We enlisted the help of Robert J. McWhirter, whose new book Bills, Quills, and Stills: An Annotated, Illustrated, and Illuminated History of the Bill of Rights was released this year by the ABA. McWhirter, a criminal defense lawyer from Phoenix, has provided us with a list of 10 common misconceptions or lesser-known facts about the Constitution and the Bill of Rights:

1.) Most voters today would not have had the right to vote under the original Constitution. Women, blacks, Catholics and white men without substantial property could not vote. Abigail Adams wrote a charming, though pointed, letter to her husband John Adams on March 31, 1776 reminding him “To Remember the Ladies.” But it was not until the 15th Amendment that the Constitution gave black men the vote, and not until the 19th Amendment did it “remember the Ladies.”

2.) Many of the rights we take for granted were not granted by the original text of the Constitution. For instance, the right to travel comes from Magna Carta in 1215; Magna Carta is also the source of our right to due process, and the common law gave us the presumption of innocence in a criminal cases. The Framers provided for no universal public education and no workers’ rights. Sure the original Constitution recognized the right to a civil jury, a habeas corpus petition, and a prohibition on ex post facto laws. But beyond those, the main right that the 1787 Constitution gave was to keep slaves—hardly a promising start!”

3.) The word “God” never appears in the Constitution or Bill of Rights. The way the Constitution and Bill of Rights are written, the source of all government power and legitimacy is “the People,” not any notion of divine right.

Bills Quills and Stills cover

4.) The word “democracy” never appears in the Constitution or Bill of Rights. We do not live in “a democracy,” but a republic. James Madison and Alexander Hamilton argued in the Federalist Papers that democracies were a disaster.
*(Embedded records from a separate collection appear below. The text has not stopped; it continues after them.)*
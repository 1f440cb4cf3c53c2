//! Configuration management for the HealthyMeal backend
//!
//! Configuration is loaded hierarchically:
//! 1. Default values (in code)
//! 2. TOML config files (config/development.toml or config/production.toml)
//! 3. Environment variables (prefix: HM__)

use anyhow::Result;
use serde::{Deserialize, Serialize};
use std::env;

/// Application configuration
#[derive(Debug, Clone, Serialize, Deserialize)]
pub struct AppConfig {
    pub server: ServerConfig,
    pub baas: BaasConfig,
    pub redis: RedisConfig,
    #[serde(default)]
    pub llm: LlmConfig,
    #[serde(default)]
    pub cache: CacheConfig,
    #[serde(default)]
    pub rate_limit: RateLimitConfig,
    #[serde(default)]
    pub cors: CorsConfig,
}

/// Server configuration
#[derive(Debug, Clone, Serialize, Deserialize)]
pub struct ServerConfig {
    pub host: String,
    pub port: u16,
    /// Where confirmation emails send users back to
    #[serde(default)]
    pub public_url: Option<String>,
}

/// Backend-as-a-service project settings
#[derive(Debug, Clone, Serialize, Deserialize)]
pub struct BaasConfig {
    /// Project URL, e.g. https://xyz.supabase.co
    pub url: String,
    /// Public anon key sent as `apikey` on every request
    pub anon_key: String,
    /// Secret the project signs access tokens with
    pub jwt_secret: String,
    pub timeout_secs: u64,
}

/// Redis configuration
#[derive(Debug, Clone, Serialize, Deserialize)]
pub struct RedisConfig {
    pub url: String,
    pub enabled: bool,
}

/// OpenRouter settings
#[derive(Debug, Clone, Serialize, Deserialize)]
pub struct LlmConfig {
    pub enabled: bool,
    pub api_url: String,
    pub api_key: String,
    pub model: String,
    /// Sent as `HTTP-Referer`
    pub app_url: String,
    /// Sent as `X-Title`
    pub app_title: String,
    pub temperature: f64,
    pub max_tokens: u32,
    pub timeout_secs: u64,
}

impl Default for LlmConfig {
    fn default() -> Self {
        Self {
            enabled: true,
            api_url: "https://openrouter.ai/api/v1/chat/completions".to_string(),
            api_key: String::new(),
            model: "openai/gpt-4o-mini".to_string(),
            app_url: "http://localhost:4200".to_string(),
            app_title: "HealthyMeal".to_string(),
            temperature: 0.7,
            max_tokens: 2000,
            timeout_secs: 60,
        }
    }
}

/// Response cache settings
#[derive(Debug, Clone, Serialize, Deserialize)]
pub struct CacheConfig {
    pub ttl_secs: u64,
}

impl Default for CacheConfig {
    fn default() -> Self {
        Self { ttl_secs: 300 }
    }
}

/// Fixed-window limits
#[derive(Debug, Clone, Serialize, Deserialize)]
pub struct RateLimitConfig {
    pub login_max_attempts: u32,
    pub login_window_secs: u64,
    pub generation_max_requests: u32,
    pub generation_window_secs: u64,
}

impl Default for RateLimitConfig {
    fn default() -> Self {
        Self {
            login_max_attempts: 5,
            login_window_secs: 3600,
            generation_max_requests: 10,
            generation_window_secs: 60,
        }
    }
}

/// CORS settings; an empty list allows any origin
#[derive(Debug, Clone, Default, Serialize, Deserialize)]
pub struct CorsConfig {
    pub allowed_origins: Vec<String>,
}

impl Default for AppConfig {
    fn default() -> Self {
        Self {
            server: ServerConfig {
                host: "127.0.0.1".to_string(),
                port: 8080,
                public_url: None,
            },
            baas: BaasConfig {
                url: "http://localhost:54321".to_string(),
                anon_key: String::new(),
                jwt_secret: "development-secret-change-in-production".to_string(),
                timeout_secs: 15,
            },
            redis: RedisConfig {
                url: "redis://localhost:6379".to_string(),
                enabled: false,
            },
            llm: LlmConfig::default(),
            cache: CacheConfig::default(),
            rate_limit: RateLimitConfig::default(),
            cors: CorsConfig::default(),
        }
    }
}

impl AppConfig {
    /// Load configuration from files and environment
    ///
    /// Loading order (later sources override earlier):
    /// 1. Default values
    /// 2. Config file based on RUST_ENV (development.toml or production.toml)
    /// 3. Environment variables with HM__ prefix
    pub fn load() -> Result<Self> {
        let env = env::var("RUST_ENV").unwrap_or_else(|_| "development".to_string());
        let config_file = format!("config/{}.toml", env);

        let config = config::Config::builder()
            .add_source(config::Config::try_from(&AppConfig::default())?)
            .add_source(config::File::with_name(&config_file).required(false))
            // e.g. HM__BAAS__ANON_KEY=... sets baas.anon_key
            .add_source(
                config::Environment::with_prefix("HM")
                    .prefix_separator("__")
                    .separator("__"),
            )
            .build()?;

        Ok(config.try_deserialize()?)
    }

    /// Check if running in production mode
    pub fn is_production() -> bool {
        env::var("RUST_ENV")
            .map(|v| v == "production")
            .unwrap_or(false)
    }

    /// Problems that make this configuration unfit for production
    pub fn production_errors(&self) -> Vec<&'static str> {
        let mut errors = Vec::new();

        if self.baas.url.is_empty()
            || self.baas.url.contains("localhost")
            || self.baas.url.contains("127.0.0.1")
        {
            errors.push("BaaS URL must point at the hosted project");
        }
        if self.baas.anon_key.is_empty() {
            errors.push("BaaS anon key must be set");
        }
        if self.baas.jwt_secret.contains("development") || self.baas.jwt_secret.len() < 32 {
            errors.push("BaaS JWT secret must be at least 32 characters and not contain 'development'");
        }
        if self.llm.enabled && self.llm.api_key.is_empty() {
            errors.push("LLM API key must be set when recipe generation is enabled");
        }

        errors
    }
}
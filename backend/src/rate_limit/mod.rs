//! Fixed-window rate limiting keyed by string
//!
//! Login attempts are keyed by email and their window restarts at every
//! accepted attempt. Generation requests are keyed by user and their window
//! runs from the first request.

use std::collections::HashMap;
use std::sync::{Arc, Mutex, MutexGuard};
use std::time::{Duration, Instant};
use tracing::debug;

/// Where a window is measured from
#[derive(Debug, Clone, Copy, PartialEq, Eq)]
pub enum WindowAnchor {
    /// Window starts at the first request and resets after it elapses
    FirstRequest,
    /// Window restarts at every accepted request
    LastRequest,
}

/// Rejection carrying the time until the window reopens
#[derive(Debug, Clone, Copy, PartialEq, Eq)]
pub struct RateLimited {
    pub retry_after: Duration,
}

impl RateLimited {
    /// Whole seconds for a `Retry-After` header, at least 1
    pub fn retry_after_secs(&self) -> u64 {
        let secs = self.retry_after.as_secs();
        if self.retry_after.subsec_nanos() > 0 {
            secs + 1
        } else {
            secs.max(1)
        }
    }
}

#[derive(Debug, Clone, Copy)]
struct Window {
    count: u32,
    started: Instant,
    last: Instant,
}

#[derive(Debug)]
pub struct FixedWindowLimiter {
    max: u32,
    window: Duration,
    anchor: WindowAnchor,
    entries: Mutex<HashMap<String, Window>>,
}

impl FixedWindowLimiter {
    pub fn new(max: u32, window: Duration, anchor: WindowAnchor) -> Self {
        Self {
            max,
            window,
            anchor,
            entries: Mutex::new(HashMap::new()),
        }
    }

    fn lock(&self) -> MutexGuard<'_, HashMap<String, Window>> {
        self.entries.lock().unwrap_or_else(|e| e.into_inner())
    }

    fn anchor_of(&self, window: &Window) -> Instant {
        match self.anchor {
            WindowAnchor::FirstRequest => window.started,
            WindowAnchor::LastRequest => window.last,
        }
    }

    fn window_end(&self, window: &Window) -> Instant {
        self.anchor_of(window) + self.window
    }

    /// Count a request for `key`
    pub fn check(&self, key: &str) -> Result<(), RateLimited> {
        self.check_at(key, Instant::now())
    }

    pub(crate) fn check_at(&self, key: &str, now: Instant) -> Result<(), RateLimited> {
        let mut entries = self.lock();
        let fresh = Window {
            count: 1,
            started: now,
            last: now,
        };

        let Some(current) = entries.get(key).copied() else {
            entries.insert(key.to_string(), fresh);
            return Ok(());
        };

        let ends = self.window_end(&current);
        if now >= ends {
            entries.insert(key.to_string(), fresh);
            return Ok(());
        }

        if current.count >= self.max {
            debug!(key, count = current.count, "Rate limit exceeded");
            return Err(RateLimited {
                retry_after: ends - now,
            });
        }

        entries.insert(
            key.to_string(),
            Window {
                count: current.count + 1,
                started: current.started,
                last: now,
            },
        );
        Ok(())
    }

    /// Forget `key`, e.g. after a successful login
    pub fn reset(&self, key: &str) {
        self.lock().remove(key);
    }

    /// Requests left in the current window
    pub fn remaining(&self, key: &str) -> u32 {
        let now = Instant::now();
        match self.lock().get(key) {
            Some(w) if now.saturating_duration_since(self.anchor_of(w)) < self.window => {
                self.max.saturating_sub(w.count)
            }
            _ => self.max,
        }
    }

    /// When the current window for `key` ends; a fresh window for unknown keys
    pub fn reset_at(&self, key: &str) -> Instant {
        match self.lock().get(key) {
            Some(w) => self.window_end(w),
            None => Instant::now() + self.window,
        }
    }

    /// Drop windows that have elapsed
    pub fn purge_expired(&self) -> usize {
        self.purge_expired_at(Instant::now())
    }

    pub(crate) fn purge_expired_at(&self, now: Instant) -> usize {
        let mut entries = self.lock();
        let before = entries.len();
        entries.retain(|_, w| now < self.window_end(w));
        before - entries.len()
    }

    pub fn len(&self) -> usize {
        self.lock().len()
    }

    pub fn is_empty(&self) -> bool {
        self.lock().is_empty()
    }
}

/// Purge `limiter` on a fixed period
pub fn spawn_cleanup(
    limiter: Arc<FixedWindowLimiter>,
    period: Duration,
) -> tokio::task::JoinHandle<()> {
    tokio::spawn(async move {
        let mut interval = tokio::time::interval(period);
        loop {
            interval.tick().await;
            let purged = limiter.purge_expired();
            if purged > 0 {
                debug!(purged, "Purged expired rate limit windows");
            }
        }
    })
}
//! Dashboard counters and recent activity

use crate::baas::RestClient;
use crate::cache::{ns, ResponseCache};
use crate::error::ApiError;
use crate::repositories::{RecipeIngredientRepository, RecipeRepository};
use chrono::{DateTime, Utc};
use healthymeal_shared::models::ActivityType;
use healthymeal_shared::text::format_relative_time;
use healthymeal_shared::types::{ActivityItem, DashboardStats};
use std::collections::HashSet;
use uuid::Uuid;

const STATS_KEY: &str = "stats";
const RECENT_ACTIVITY_LIMIT: u64 = 5;

/// Dashboard service
pub struct DashboardService;

impl DashboardService {
    pub async fn stats(
        db: &RestClient,
        cache: &ResponseCache,
        user_id: Uuid,
    ) -> Result<DashboardStats, ApiError> {
        let seen = cache.generation(ns::DASHBOARD, user_id);
        if let Some(cached) = cache.get(ns::DASHBOARD, user_id, STATS_KEY).await {
            return Ok(cached);
        }

        let recipe_ids = RecipeRepository::active_ids(db, user_id)
            .await
            .map_err(ApiError::baas_ctx("Failed to fetch user recipes"))?;

        let stats = if recipe_ids.is_empty() {
            DashboardStats {
                total_recipes: 0,
                total_ingredients: 0,
                total_active_days: 0,
            }
        } else {
            let ingredient_ids =
                RecipeIngredientRepository::ingredient_ids_for_recipes(db, &recipe_ids)
                    .await
                    .map_err(ApiError::baas_ctx("Failed to fetch recipe ingredients"))?;
            let distinct: HashSet<Uuid> = ingredient_ids.into_iter().collect();

            let first = RecipeRepository::first_created_at(db, user_id)
                .await
                .map_err(ApiError::baas_ctx("Failed to fetch user recipes"))?;

            DashboardStats {
                total_recipes: recipe_ids.len() as u64,
                total_ingredients: distinct.len() as u64,
                total_active_days: first.map(|at| days_since(at, Utc::now())).unwrap_or(0),
            }
        };

        cache
            .put_if_current(ns::DASHBOARD, user_id, STATS_KEY, &stats, seen)
            .await;
        Ok(stats)
    }

    /// Recently added recipes, newest first
    pub async fn activities(db: &RestClient, user_id: Uuid) -> Result<Vec<ActivityItem>, ApiError> {
        let recent = RecipeRepository::recent(db, user_id, RECENT_ACTIVITY_LIMIT)
            .await
            .map_err(ApiError::baas_ctx("Failed to fetch activities"))?;

        let now = Utc::now();
        if recent.is_empty() {
            return Ok(vec![ActivityItem {
                id: "welcome".to_string(),
                activity_type: ActivityType::RecipeAdded,
                title: "Welcome to HealthyMeal".to_string(),
                timestamp: now,
                relative_time: format_relative_time(now, now),
            }]);
        }

        Ok(recent
            .into_iter()
            .map(|recipe| {
                let timestamp = recipe.created_at.unwrap_or(now);
                ActivityItem {
                    id: recipe.id.to_string(),
                    activity_type: ActivityType::RecipeAdded,
                    title: recipe.title,
                    timestamp,
                    relative_time: format_relative_time(timestamp, now),
                }
            })
            .collect())
    }
}

fn days_since(then: DateTime<Utc>, now: DateTime<Utc>) -> i64 {
    now.signed_duration_since(then).num_days().max(0)
}

#[cfg(test)]
mod tests {
    use super::*;
    use crate::baas::BaasClient;
    use chrono::Duration as ChronoDuration;
    use serde_json::json;
    use std::time::Duration;
    use wiremock::matchers::{method, path, query_param};
    use wiremock::{Mock, MockServer, ResponseTemplate};

    fn rest(server: &MockServer) -> RestClient {
        BaasClient::new(&server.uri(), "anon", Duration::from_secs(5))
            .unwrap()
            .rest("user-token")
    }

    #[test]
    fn test_days_since_never_negative() {
        let now = Utc::now();
        assert_eq!(days_since(now + ChronoDuration::hours(3), now), 0);
        assert_eq!(days_since(now - ChronoDuration::hours(49), now), 2);
    }

    #[tokio::test]
    async fn test_stats_without_recipes_skips_other_queries() {
        let server = MockServer::start().await;
        Mock::given(method("GET"))
            .and(path("/rest/v1/recipes"))
            .and(query_param("select", "id"))
            .respond_with(ResponseTemplate::new(200).set_body_json(json!([])))
            .expect(1)
            .mount(&server)
            .await;
        Mock::given(method("GET"))
            .and(path("/rest/v1/recipe_ingredients"))
            .respond_with(ResponseTemplate::new(200).set_body_json(json!([])))
            .expect(0)
            .mount(&server)
            .await;

        let cache = ResponseCache::in_memory(Duration::from_secs(300));
        let stats = DashboardService::stats(&rest(&server), &cache, Uuid::new_v4())
            .await
            .unwrap();
        assert_eq!(stats.total_recipes, 0);
        assert_eq!(stats.total_active_days, 0);
    }

    #[tokio::test]
    async fn test_stats_counts_distinct_ingredients() {
        let server = MockServer::start().await;
        let (r1, r2) = (Uuid::new_v4(), Uuid::new_v4());
        let (flour, egg) = (Uuid::new_v4(), Uuid::new_v4());
        let first = Utc::now() - ChronoDuration::days(3) - ChronoDuration::hours(1);

        Mock::given(method("GET"))
            .and(path("/rest/v1/recipes"))
            .and(query_param("select", "id"))
            .respond_with(ResponseTemplate::new(200).set_body_json(json!([{ "id": r1 }, { "id": r2 }])))
            .mount(&server)
            .await;
        Mock::given(method("GET"))
            .and(path("/rest/v1/recipe_ingredients"))
            .respond_with(ResponseTemplate::new(200).set_body_json(json!([
                { "ingredient_id": flour },
                { "ingredient_id": egg },
                { "ingredient_id": flour }
            ])))
            .mount(&server)
            .await;
        Mock::given(method("GET"))
            .and(path("/rest/v1/recipes"))
            .and(query_param("select", "created_at"))
            .respond_with(ResponseTemplate::new(200).set_body_json(json!([{ "created_at": first }])))
            .mount(&server)
            .await;

        let cache = ResponseCache::in_memory(Duration::from_secs(300));
        let stats = DashboardService::stats(&rest(&server), &cache, Uuid::new_v4())
            .await
            .unwrap();
        assert_eq!(
            stats,
            DashboardStats {
                total_recipes: 2,
                total_ingredients: 2,
                total_active_days: 3,
            }
        );
    }

    #[tokio::test]
    async fn test_activities_welcome_when_empty() {
        let server = MockServer::start().await;
        Mock::given(method("GET"))
            .and(path("/rest/v1/recipes"))
            .and(query_param("limit", "5"))
            .respond_with(ResponseTemplate::new(200).set_body_json(json!([])))
            .mount(&server)
            .await;

        let items = DashboardService::activities(&rest(&server), Uuid::new_v4())
            .await
            .unwrap();
        assert_eq!(items.len(), 1);
        assert_eq!(items[0].title, "Welcome to HealthyMeal");
        assert_eq!(items[0].relative_time, "Just now");
    }

    #[tokio::test]
    async fn test_activities_lists_recent_recipes() {
        let server = MockServer::start().await;
        let id = Uuid::new_v4();
        let created = Utc::now() - ChronoDuration::hours(2) - ChronoDuration::minutes(5);
        Mock::given(method("GET"))
            .and(path("/rest/v1/recipes"))
            .respond_with(ResponseTemplate::new(200).set_body_json(json!([{
                "id": id,
                "title": "Shakshuka",
                "description": null,
                "cooking_time": 25,
                "difficulty": "easy",
                "calories": 410.0,
                "created_at": created
            }])))
            .mount(&server)
            .await;

        let items = DashboardService::activities(&rest(&server), Uuid::new_v4())
            .await
            .unwrap();
        assert_eq!(items[0].id, id.to_string());
        assert_eq!(items[0].activity_type, ActivityType::RecipeAdded);
        assert_eq!(items[0].relative_time, "2 hours ago");
    }
}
5.) The Bill of Rights was never an actual “bill” in Congress.Americans were debating the need for a “Bill of Rights” even before there was a Congress. We call it the Bill of Rights because 100 years earlier in 1689, the English Parliament passed an actual “Bill of Rights.” James Madison never intended the first 10 amendments to be a Bill of Rights. He would have inserted them throughout the Constitution. Roger Sherman argued that they be added at the end as “amendments.”

6.) Most of the Framers believed a Bill of Rights unnecessary. This was because in their view, the federal government had only the power the Constitution specifically gave it. Alexander Hamilton argued a Bill of Rights was redundant because the states had their own bills of rights and “the Constitution is itself, in every rational sense, and to every useful purpose, a bill of rights.”

7.) The Bill of Rights was not, originally, 10 amendments. Madison took over 200 proposals from the states and political leaders and submitted 17 to Congress, which he largely based on George Mason’s Virginia Declaration of Rights of 1776. The House approved all 17 amendments, but the Senate rejected some (including Madison’s favorite on protecting conscience and the press) and combined others.

8.) The First Amendment was not originally first. It started out as the third amendment. (So much for the hortatory speeches that “the First Amendment is so important because the Framers put it first!”). In fact, the Framers originally put it after an amendment regarding the size of the Congress and another related to Congress’s pay. The original “first amendment” never passed, but the states did ratify the original “second amendment” concerning congressional salaries on May 7, 1992, making it the 27th Amendment.

9.) Several states did not immediately approve the Bill of Rights. Connecticut, Georgia, and Massachusetts never got around to ratifying it until the sesquicentennial of the Constitution in 1939.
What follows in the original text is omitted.